TASK TO COMPLETE →
What do the lines from the top of the data through the line with "most to least" say? Quote them exactly and include both ends.

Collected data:
---
//! Typed structs representing the triage ruleset JSON schema.
//!
//! These types cover the superset of fields consumed by triage-eval,
//! triage-analyze, and triage-cli. Question and Action are internally
//! tagged enums dispatched on `question_type` / `action`, matching the
//! discriminated shapes authored in the ruleset files.

use serde::{Deserialize, Serialize};

// ── Reference data ──────────────────────────────────────────────────

/// A hospital department record.
#[derive(Debug, Clone, Serialize, Deserialize, PartialEq, Eq)]
pub struct Department {
    pub id: String,
    pub name: String,
    #[serde(default)]
    pub name_th: String,
    #[serde(default, skip_serializing_if = "Option::is_none")]
    pub description: Option<String>,
}

/// A severity level record. `rank` orders levels from most to least
/// urgent (lower rank is more urgent).
#[derive(Debug, Clone, Serialize, Deserialize, PartialEq, Eq)]
pub struct Severity {
    pub id: String,
    pub name: String,
    #[serde(default)]
    pub name_th: String,
    #[serde(default)]
    pub rank: u32,
}

/// A presenting symptom that keys the OLDCARTS / OPD question trees.
#[derive(Debug, Clone, Serialize, Deserialize, PartialEq, Eq)]
pub struct Symptom {
    pub name: String,
    #[serde(default)]
    pub name_th: String,
}

/// An underlying disease name accepted by `from_yaml` demographic fields.
#[derive(Debug, Clone, Serialize, Deserialize, PartialEq, Eq)]
pub struct UnderlyingDisease {
    pub name: String,
    #[serde(default)]
    pub name_th: String,
}

/// A department reference embedded in actions and checklist items.
/// Only the id is authoritative; display fields resolve through the
/// department table at evaluation time.
#[derive(Debug, Clone, Serialize, Deserialize, PartialEq, Eq)]
pub struct DepartmentRef {
    pub id: String,
}

/// A severity reference embedded in actions and checklist items.
#[derive(Debug, Clone, Serialize, Deserialize, PartialEq, Eq)]
pub struct SeverityRef {
    pub id: String,
}

// ── Demographics ────────────────────────────────────────────────────

/// Value type of a demographic field.
#[derive(Debug, Clone, Copy, Serialize, Deserialize, PartialEq, Eq)]
#[serde(rename_all = "snake_case")]
pub enum DemographicKind {
    /// ISO-8601 date, must not be in the future (e.g. date of birth).
    Datetime,
    /// One of the declared `values`.
    Enum,
    /// Positive number.
    Float,
    /// List of names drawn from the underlying-disease table.
    FromYaml,
    /// Free-form string.
    Str,
}

impl DemographicKind {
    /// The wire-level `type` tag.
    pub fn as_str(&self) -> &'static str {
        match self {
            DemographicKind::Datetime => "datetime",
            DemographicKind::Enum => "enum",
            DemographicKind::Float => "float",
            DemographicKind::FromYaml => "from_yaml",
            DemographicKind::Str => "str",
        }
    }
}

/// One field of the phase-0 demographics form.
#[derive(Debug, Clone, Serialize, Deserialize, PartialEq, Eq)]
pub struct DemographicField {
    pub qid: String,
    /// Storage key in the session demographics map (e.g. "gender").
    pub key: String,
    pub field_name: String,
    #[serde(default)]
    pub field_name_th: String,
    #[serde(rename = "type")]
    pub kind: DemographicKind,
    /// Allowed values for `enum` fields.
    #[serde(default, skip_serializing_if = "Vec::is_empty")]
    pub values: Vec<String>,
    #[serde(default)]
    pub optional: bool,
}

// ── ER screening items ──────────────────────────────────────────────

/// A phase-1 critical yes/no item. Any positive answer terminates the
/// session with the configured ER defaults.
#[derive(Debug, Clone, Serialize, Deserialize, PartialEq, Eq)]
pub struct CriticalItem {
    pub qid: String,
    pub text: String,
    #[serde(default)]
    pub text_th: String,
    /// Custom termination reason, used verbatim when present.
    #[serde(default, skip_serializing_if = "Option::is_none")]
    pub reason: Option<String>,
}

/// A phase-3 checklist yes/no item, keyed by symptom and age bucket.
///
/// Adult items carry `min_severity`, pediatric items carry `severity`;
/// both act as a direct severity override for the termination result.
#[derive(Debug, Clone, Serialize, Deserialize, PartialEq, Eq)]
pub struct ChecklistItem {
    pub qid: String,
    pub text: String,
    #[serde(default)]
    pub text_th: String,
    #[serde(default, skip_serializing_if = "Option::is_none")]
    pub min_severity: Option<SeverityRef>,
    #[serde(default, skip_serializing_if = "Option::is_none")]
    pub severity: Option<SeverityRef>,
    #[serde(default, skip_serializing_if = "Option::is_none")]
    pub department: Option<Vec<DepartmentRef>>,
    #[serde(default, skip_serializing_if = "Option::is_none")]
    pub reason: Option<String>,
}

// ── Actions ─────────────────────────────────────────────────────────

/// Result metadata attached to a terminate action.
#[derive(Debug, Clone, Serialize, Deserialize, PartialEq, Eq, Default)]
pub struct TerminateMetadata {
    #[serde(default)]
    pub department: Vec<DepartmentRef>,
    #[serde(default, skip_serializing_if = "Option::is_none")]
    pub severity: Option<Vec<SeverityRef>>,
}

/// A routing action attached to question options and submit handlers.
#[derive(Debug, Clone, Serialize, Deserialize, PartialEq, Eq)]
#[serde(tag = "action", rename_all = "snake_case")]
pub enum Action {
    /// Prepend the listed qids to the front of the pending queue.
    Goto { qid: Vec<String> },
    /// Leave the current tree and enter the OPD phase.
    Opd,
    /// End the session with a triage result.
    Terminate {
        #[serde(default, skip_serializing_if = "Option::is_none")]
        reason: Option<String>,
        #[serde(default)]
        metadata: TerminateMetadata,
    },
}

// ── Predicates ──────────────────────────────────────────────────────

/// Comparison operator of a conditional predicate.
///
/// `Unknown` absorbs unrecognized operator strings at deserialization
/// time; such predicates evaluate to false instead of failing the
/// whole bundle.
#[derive(Debug, Clone, Copy, Serialize, Deserialize, PartialEq, Eq)]
#[serde(rename_all = "snake_case", from = "String")]
pub enum CompareOp {
    Eq,
    Ne,
    Lt,
    Le,
    Gt,
    Ge,
    Between,
    Contains,
    NotContains,
    ContainsAny,
    ContainsAll,
    Matches,
    Unknown,
}

impl From<String> for CompareOp {
    fn from(s: String) -> Self {
        match s.as_str() {
            "eq" => CompareOp::Eq,
            "ne" => CompareOp::Ne,
            "lt" => CompareOp::Lt,
            "le" | "lte" => CompareOp::Le,
            "gt" => CompareOp::Gt,
            "ge" | "gte" => CompareOp::Ge,
            "between" => CompareOp::Between,
            "contains" => CompareOp::Contains,
            "not_contains" => CompareOp::NotContains,
            "contains_any" => CompareOp::ContainsAny,
            "contains_all" => CompareOp::ContainsAll,
            "matches" => CompareOp::Matches,
            _ => CompareOp::Unknown,
        }
    }
}

/// A single predicate over a previously recorded answer.
#[derive(Debug, Clone, Serialize, Deserialize, PartialEq)]
pub struct Predicate {
    /// Question whose answer is inspected.
    pub qid: String,
    /// Sub-field to extract when the answer is an object.
    #[serde(default, skip_serializing_if = "Option::is_none")]
    pub field: Option<String>,
    pub op: CompareOp,
    pub value: serde_json::Value,
}

/// One arm of a conditional question: all predicates must hold.
#[derive(Debug, Clone, Serialize, Deserialize, PartialEq)]
pub struct ConditionalRule {
    pub when: Vec<Predicate>,
    pub then: Action,
}

// ── Questions ───────────────────────────────────────────────────────

/// A selectable option carrying its own routing action.
#[derive(Debug, Clone, Serialize, Deserialize, PartialEq, Eq)]
pub struct ActionOption {
    pub id: String,
    pub label: String,
    #[serde(default)]
    pub label_th: String,
    pub action: Action,
}

/// A selectable option with no action of its own (multi-select).
#[derive(Debug, Clone, Serialize, Deserialize, PartialEq, Eq)]
pub struct ChoiceOption {
    pub id: String,
    pub label: String,
    #[serde(default)]
    pub label_th: String,
}

/// A named sub-field of a free-text question.
#[derive(Debug, Clone, Serialize, Deserialize, PartialEq, Eq)]
pub struct TextField {
    pub id: String,
    pub label: String,
    #[serde(default)]
    pub label_th: String,
}

fn default_step() -> f64 {
    1.0
}

/// A node of a per-symptom question tree.
#[derive(Debug, Clone, Serialize, Deserialize, PartialEq)]
#[serde(tag = "question_type", rename_all = "snake_case")]
pub enum Question {
    FreeText {
        qid: String,
        question: String,
        on_submit: Action,
    },
    FreeTextWithFields {
        qid: String,
        question: String,
        fields: Vec<TextField>,
        on_submit: Action,
    },
    NumberRange {
        qid: String,
        question: String,
        min_value: f64,
        max_value: f64,
        #[serde(default = "default_step")]
        step: f64,
        #[serde(default, skip_serializing_if = "Option::is_none")]
        default_value: Option<f64>,
        on_submit: Action,
    },
    SingleSelect {
        qid: String,
        question: String,
        options: Vec<ActionOption>,
    },
    MultiSelect {
        qid: String,
        question: String,
        options: Vec<ChoiceOption>,
        next: Action,
    },
    ImageSingleSelect {
        qid: String,
        question: String,
        image: String,
        options: Vec<ActionOption>,
    },
    ImageMultiSelect {
        qid: String,
        question: String,
        image: String,
        options: Vec<ChoiceOption>,
        next: Action,
    },
    /// Auto-evaluated: first rule whose predicates all hold wins,
    /// otherwise the default action.
    Conditional {
        qid: String,
        question: String,
        rules: Vec<ConditionalRule>,
        #[serde(default, skip_serializing_if = "Option::is_none")]
        default: Option<Action>,
    },
    /// Auto-evaluated against the patient's gender.
    GenderFilter {
        qid: String,
        question: String,
        options: Vec<ActionOption>,
    },
    /// Auto-evaluated against the patient's age.
    AgeFilter {
        qid: String,
        question: String,
        options: Vec<ActionOption>,
    },
}

/// Borrowed view of an auto-evaluated question's routing data.
#[derive(Debug, Clone, Copy)]
pub enum AutoEvalView<'a> {
    Conditional {
        rules: &'a [ConditionalRule],
        default: Option<&'a Action>,
    },
    AgeFilter {
        options: &'a [ActionOption],
    },
    GenderFilter {
        options: &'a [ActionOption],
    },
}

/// Resolution class of a question: evaluated by the engine without
/// user input, or presented to the caller.
#[derive(Debug, Clone, Copy)]
pub enum QuestionClass<'a> {
    AutoEval(AutoEvalView<'a>),
    UserFacing,
}

impl Question {
    pub fn qid(&self) -> &str {
        match self {
            Question::FreeText { qid, .. }
            | Question::FreeTextWithFields { qid, .. }
            | Question::NumberRange { qid, .. }
            | Question::SingleSelect { qid, .. }
            | Question::MultiSelect { qid, .. }
            | Question::ImageSingleSelect { qid, .. }
            | Question::ImageMultiSelect { qid, .. }
            | Question::Conditional { qid, .. }
            | Question::GenderFilter { qid, .. }
            | Question::AgeFilter { qid, .. } => qid,
        }
    }

    pub fn text(&self) -> &str {
        match self {
            Question::FreeText { question, .. }
            | Question::FreeTextWithFields { question, .. }
            | Question::NumberRange { question, .. }
            | Question::SingleSelect { question, .. }
            | Question::MultiSelect { question, .. }
            | Question::ImageSingleSelect { question, .. }
            | Question::ImageMultiSelect { question, .. }
            | Question::Conditional { question, .. }
            | Question::GenderFilter { question, .. }
            | Question::AgeFilter { question, .. } => question,
        }
    }

    /// The wire-level `question_type` tag.
    pub fn kind(&self) -> &'static str {
        match self {
            Question::FreeText { .. } => "free_text",
            Question::FreeTextWithFields { .. } => "free_text_with_fields",
            Question::NumberRange { .. } => "number_range",
            Question::SingleSelect { .. } => "single_select",
            Question::MultiSelect { .. } => "multi_select",
            Question::ImageSingleSelect { .. } => "image_single_select",
            Question::ImageMultiSelect { .. } => "image_multi_select",
            Question::Conditional { .. } => "conditional",
            Question::GenderFilter { .. } => "gender_filter",
            Question::AgeFilter { .. } => "age_filter",
        }
    }

    /// Classify this question for the resolve loop. The match is
    /// exhaustive, so adding a variant forces a routing decision here.
    pub fn classify(&self) -> QuestionClass<'_> {
        match self {
            Question::Conditional { rules, default, .. } => {
                QuestionClass::AutoEval(AutoEvalView::Conditional {
                    rules,
                    default: default.as_ref(),
                })
            }
            Question::AgeFilter { options, .. } => {
                QuestionClass::AutoEval(AutoEvalView::AgeFilter { options })
            }
            Question::GenderFilter { options, .. } => {
                QuestionClass::AutoEval(AutoEvalView::GenderFilter { options })
            }
            Question::FreeText { .. }
            | Question::FreeTextWithFields { .. }
            | Question::NumberRange { .. }
            | Question::SingleSelect { .. }
            | Question::MultiSelect { .. }
            | Question::ImageSingleSelect { .. }
            | Question::ImageMultiSelect { .. } => QuestionClass::UserFacing,
        }
    }

    /// All actions this question can route through, in declaration order.
    /// Used by static analysis to walk the rule graph.
    pub fn actions(&self) -> Vec<&Action> {
        match self {
            Question::FreeText { on_submit, .. }
            | Question::FreeTextWithFields { on_submit, .. }
            | Question::NumberRange { on_submit, .. } => vec![on_submit],
            Question::SingleSelect { options, .. }
            | Question::ImageSingleSelect { options, .. }
            | Question::GenderFilter { options, .. }
            | Question::AgeFilter { options, .. } => {
                options.iter().map(|o| &o.action).collect()
            }
            Question::MultiSelect { next, .. } | Question::ImageMultiSelect { next, .. } => {
                vec![next]
            }
            Question::Conditional { rules, default, .. } => {
                let mut out: Vec<&Action> = rules.iter().map(|r| &r.then).collect();
                if let Some(d) = default {
                    out.push(d);
                }
                out
            }
        }
    }
}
---
ANSWER FOR THIS EXERCISE →
//! Typed structs representing the triage ruleset JSON schema.
//!
//! These types cover the superset of fields consumed by triage-eval,
//! triage-analyze, and triage-cli. Question and Action are internally
//! tagged enums dispatched on `question_type` / `action`, matching the
//! discriminated shapes authored in the ruleset files.

use serde::{Deserialize, Serialize};

// ── Reference data ──────────────────────────────────────────────────

/// A hospital department record.
#[derive(Debug, Clone, Serialize, Deserialize, PartialEq, Eq)]
pub struct Department {
    pub id: String,
    pub name: String,
    #[serde(default)]
    pub name_th: String,
    #[serde(default, skip_serializing_if = "Option::is_none")]
    pub description: Option<String>,
}

/// A severity level record. `rank` orders levels from most to least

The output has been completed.